Two companions specializing in restoring old buses in Hong Kong find themselves compelled to discard their HK$1 million initiative aimed at bringing back a historic double-decker.

Terrence, together with his blacksmith companion Chung, who is employed in the automobile sector, had wished to refurbish an old China Motor Bus Company (CMB) vehicle at their workshop located in the northwestern part of the New Territories.

The former owner purchased it from a junkyard when it was decommissioned by New World First Bus approximately 20 years back — we acquired it in 2019," Terrence, who provided only his first name, mentioned to HKFP earlier this week. "The engine and transmission are still functional, but the chassis is severely deteriorated.

It's unfortunate, but unavoidable - I have to cut down on hobby-related costs as I grow older. Additionally, we must conserve our resources for bus restoration projects.

In a Facebook post They stated that "the bus will be considered for recycling if no one shows interest by the end of this month."

Transport revolution

In the 1960s, CMB enhanced its collection of vehicles by adding the Guy Arab, a contemporary model manufactured in Wolverhampton, England.

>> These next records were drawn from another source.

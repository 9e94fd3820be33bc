//! Aggregated metrics database
//!
//! The final destination of every aligned snapshot. Rows are grouped by the
//! category's aggregation dimensions; each metric is stored as
//! sum/avg/min/max plus the number of contributing rows.

use crate::align::AlignedSnapshot;
use crate::catalog::schema;
use crate::error::{Error, Result};
use crate::topology::{ClusterTopology, NodeDetails};
use crate::types::{Category, Millis};
use chrono::{DateTime, Utc};
use rusqlite::{params, Connection};
use std::collections::BTreeMap;
use std::path::Path;
use std::sync::Mutex;

/// Destination of aligned windows.
pub trait MetricsSink: Send {
    /// Store one category's aligned metrics for the reader window starting at `window_start`.
    fn write_aggregated(
        &self,
        category: Category,
        window_start: Millis,
        aligned: &AlignedSnapshot,
    ) -> Result<usize>;

    /// Store the cluster membership current at `window_start`.
    fn write_topology(&self, window_start: Millis, topology: &ClusterTopology) -> Result<usize>;

    /// Drop every window older than `window_start`.
    fn purge_before(&self, _window_start: Millis) -> Result<usize> {
        Ok(0)
    }
}

/// Summary statistics of one metric within one dimension group.
#[derive(Debug, Clone, Copy, PartialEq)]
pub struct Aggregate {
    pub sum: f64,
    pub avg: f64,
    pub min: f64,
    pub max: f64,
    pub count: usize,
}

impl Aggregate {
    fn of(values: &[f64]) -> Option<Self> {
        if values.is_empty() {
            return None;
        }
        let sum: f64 = values.iter().sum();
        Some(Self {
            sum,
            avg: sum / values.len() as f64,
            min: values.iter().copied().fold(f64::INFINITY, f64::min),
            max: values.iter().copied().fold(f64::NEG_INFINITY, f64::max),
            count: values.len(),
        })
    }
}

/// One stored metric value.
#[derive(Debug, Clone, PartialEq)]
pub struct MetricValueRecord {
    pub window_start: Millis,
    pub category: Category,
    pub metric: String,
    pub dimensions: BTreeMap<String, String>,
    pub aggregate: Aggregate,
}

/// One stored window.
#[derive(Debug, Clone, PartialEq)]
pub struct WindowRecord {
    pub window_start: Millis,
    pub window_end: Option<Millis>,
    pub written_at: DateTime<Utc>,
}

/// Group an aligned table by the category's aggregation dimensions.
pub fn aggregate(aligned: &AlignedSnapshot) -> Vec<(BTreeMap<String, String>, &'static str, Aggregate)> {
    let s = schema(aligned.category);
    let table = &aligned.table;
    let positions: Vec<(usize, &'static str)> = s
        .aggregate_dimensions
        .iter()
        .filter_map(|d| table.dimensions.iter().position(|x| x == d).map(|i| (i, *d)))
        .collect();

    let mut groups: BTreeMap<BTreeMap<String, String>, Vec<Vec<f64>>> = BTreeMap::new();
    for (key, values) in table.iter() {
        let dims: BTreeMap<String, String> = positions
            .iter()
            .map(|(i, name)| (name.to_string(), key[*i].clone()))
            .collect();
        let samples = groups
            .entry(dims)
            .or_insert_with(|| vec![Vec::new(); table.metrics.len()]);
        for (j, value) in values.iter().enumerate() {
            if let Some(v) = value {
                samples[j].push(*v);
            }
        }
    }

    let mut out = Vec::new();
    for (dims, samples) in groups {
        for (j, metric) in table.metrics.iter().enumerate() {
            if let Some(agg) = Aggregate::of(&samples[j]) {
                out.push((dims.clone(), *metric, agg));
            }
        }
    }
    out
}

/// On-disk SQLite metrics database.
pub struct MetricsDatabase {
    conn: Mutex<Connection>,
}

impl MetricsDatabase {
    /// Open or create a database at the given path
    pub fn open(path: &Path) -> Result<Self> {
        if let Some(parent) = path.parent() {
            std::fs::create_dir_all(parent)?;
        }

        let conn = Connection::open(path)?;
        conn.execute_batch(
            "
            PRAGMA journal_mode = WAL;
            PRAGMA synchronous = NORMAL;
            PRAGMA busy_timeout = 5000;
            ",
        )?;

        Ok(Self {
            conn: Mutex::new(conn),
        })
    }

    /// Open an in-memory database (for testing)
    pub fn open_in_memory() -> Result<Self> {
        let conn = Connection::open_in_memory()?;
        Ok(Self {
            conn: Mutex::new(conn),
        })
    }

    /// Run migrations on this database
    pub fn migrate(&self) -> Result<()> {
        let conn = self.conn.lock().unwrap();
        super::schema::run_migrations(&conn)
    }

    fn touch_window(conn: &Connection, window_start: Millis, window_end: Option<Millis>) -> Result<()> {
        conn.execute(
            r#"
            INSERT INTO windows (window_start, window_end, written_at)
            VALUES (?1, ?2, ?3)
            ON CONFLICT(window_start) DO UPDATE SET
                window_end = COALESCE(excluded.window_end, windows.window_end),
                written_at = excluded.written_at
            "#,
            params![window_start, window_end, Utc::now().to_rfc3339()],
        )?;
        Ok(())
    }

    // ============================================
    // Queries
    // ============================================

    /// Most recent windows, newest first.
    pub fn latest_windows(&self, limit: usize) -> Result<Vec<WindowRecord>> {
        let conn = self.conn.lock().unwrap();
        let mut stmt = conn.prepare(
            "SELECT window_start, window_end, written_at FROM windows ORDER BY window_start DESC LIMIT ?1",
        )?;
        let rows = stmt
            .query_map([limit as i64], |row| {
                Ok((
                    row.get::<_, i64>(0)?,
                    row.get::<_, Option<i64>>(1)?,
                    row.get::<_, String>(2)?,
                ))
            })?
            .collect::<std::result::Result<Vec<_>, _>>()?;

        rows.into_iter()
            .map(|(window_start, window_end, written_at)| {
                let written_at = DateTime::parse_from_rfc3339(&written_at)
                    .map_err(|e| Error::Config(format!("invalid written_at {:?}: {}", written_at, e)))?
                    .with_timezone(&Utc);
                Ok(WindowRecord {
                    window_start,
                    window_end,
                    written_at,
                })
            })
            .collect()
    }

    /// Stored metric values of one window, optionally for one category.
    pub fn metric_values(
        &self,
        window_start: Millis,
        category: Option<Category>,
    ) -> Result<Vec<MetricValueRecord>> {
        let conn = self.conn.lock().unwrap();
        let mut stmt = conn.prepare(
            r#"
            SELECT category, metric, dimensions, sum, avg, min, max, sample_count
            FROM metric_values
            WHERE window_start = ?1 AND (?2 IS NULL OR category = ?2)
            ORDER BY category, metric, dimensions
            "#,
        )?;
        let rows = stmt
            .query_map(params![window_start, category.map(|c| c.as_str())], |row| {
                Ok((
                    row.get::<_, String>(0)?,
                    row.get::<_, String>(1)?,
                    row.get::<_, String>(2)?,
                    Aggregate {
                        sum: row.get(3)?,
                        avg: row.get(4)?,
                        min: row.get(5)?,
                        max: row.get(6)?,
                        count: row.get::<_, i64>(7)? as usize,
                    },
                ))
            })?
            .collect::<std::result::Result<Vec<_>, _>>()?;

        rows.into_iter()
            .map(|(category, metric, dimensions, aggregate)| {
                Ok(MetricValueRecord {
                    window_start,
                    category: category.parse().map_err(Error::Config)?,
                    metric,
                    dimensions: serde_json::from_str(&dimensions)?,
                    aggregate,
                })
            })
            .collect()
    }

    /// Cluster members recorded for a window.
    pub fn cluster_nodes(&self, window_start: Millis) -> Result<Vec<NodeDetails>> {
        let conn = self.conn.lock().unwrap();
        let mut stmt = conn.prepare(
            r#"
            SELECT node_id, host_address, role, is_cluster_manager
            FROM cluster_nodes
            WHERE window_start = ?1
            ORDER BY node_id
            "#,
        )?;
        let nodes = stmt
            .query_map([window_start], |row| {
                Ok(NodeDetails {
                    node_id: row.get(0)?,
                    host_address: row.get(1)?,
                    role: row.get(2)?,
                    is_cluster_manager: row.get::<_, i64>(3)? != 0,
                })
            })?
            .collect::<std::result::Result<Vec<_>, _>>()?;
        Ok(nodes)
    }
}

impl MetricsSink for MetricsDatabase {
    fn write_aggregated(
        &self,
        category: Category,
        window_start: Millis,
        aligned: &AlignedSnapshot,
    ) -> Result<usize> {
        let groups = aggregate(aligned);

        let mut conn = self.conn.lock().unwrap();
        let tx = conn.transaction()?;
        Self::touch_window(&tx, window_start, Some(aligned.window.end))?;

        // Re-emitting a window replaces it
        tx.execute(
            "DELETE FROM metric_values WHERE window_start = ?1 AND category = ?2",
            params![window_start, category.as_str()],
        )?;
        {
            let mut stmt = tx.prepare_cached(
                r#"
                INSERT INTO metric_values
                    (window_start, category, metric, dimensions, sum, avg, min, max, sample_count)
                VALUES (?1, ?2, ?3, ?4, ?5, ?6, ?7, ?8, ?9)
                "#,
            )?;
            for (dims, metric, agg) in &groups {
                stmt.execute(params![
                    window_start,
                    category.as_str(),
                    metric,
                    serde_json::to_string(dims)?,
                    agg.sum,
                    agg.avg,
                    agg.min,
                    agg.max,
                    agg.count as i64,
                ])?;
            }
        }
        tx.commit()?;

        tracing::debug!(%category, window_start, values = groups.len(), "Wrote aggregated metrics");
        Ok(groups.len())
    }

    fn write_topology(&self, window_start: Millis, topology: &ClusterTopology) -> Result<usize> {
        let mut conn = self.conn.lock().unwrap();
        let tx = conn.transaction()?;
        Self::touch_window(&tx, window_start, None)?;

        tx.execute("DELETE FROM cluster_nodes WHERE window_start = ?1", [window_start])?;
        {
            let mut stmt = tx.prepare_cached(
                r#"
                INSERT INTO cluster_nodes (window_start, node_id, host_address, role, is_cluster_manager)
                VALUES (?1, ?2, ?3, ?4, ?5)
                ON CONFLICT(window_start, node_id) DO UPDATE SET
                    host_address = excluded.host_address,
                    role = excluded.role,
                    is_cluster_manager = excluded.is_cluster_manager
                "#,
            )?;
            for node in &topology.nodes {
                stmt.execute(params![
                    window_start,
                    node.node_id,
                    node.host_address,
                    node.role,
                    node.is_cluster_manager as i64,
                ])?;
            }
        }
        tx.commit()?;
        Ok(topology.nodes.len())
    }

    fn purge_before(&self, window_start: Millis) -> Result<usize> {
        let mut conn = self.conn.lock().unwrap();
        let tx = conn.transaction()?;
        tx.execute("DELETE FROM metric_values WHERE window_start < ?1", [window_start])?;
        tx.execute("DELETE FROM cluster_nodes WHERE window_start < ?1", [window_start])?;
        let purged = tx.execute("DELETE FROM windows WHERE window_start < ?1", [window_start])?;
        tx.commit()?;

        if purged > 0 {
            tracing::debug!(purged, before = window_start, "Purged old windows");
        }
        Ok(purged)
    }
}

As per Terrence, a regional firm upgraded part of the fleet from single-level to two-story designs. These vehicles were subsequently put into service to address the increasing number of residents in the city.

CMB was the pioneer in bringing double-decker buses to Hong Kong. Nevertheless, its bus services ceased operation in 1998, and it shifted to property development.

The bus company was acquired by New World First Bus.

The New World First Bus placed the Guy Arab under consideration for the task of conveying tree-felling employees throughout the city. For as long as it remained in service until 1998, personnel utilized its open platform to trim excessively grown vegetation along roadways.

"The bus served as a police observation post at Victoria Park during each Lunar New Year," Terrence said to HKFP.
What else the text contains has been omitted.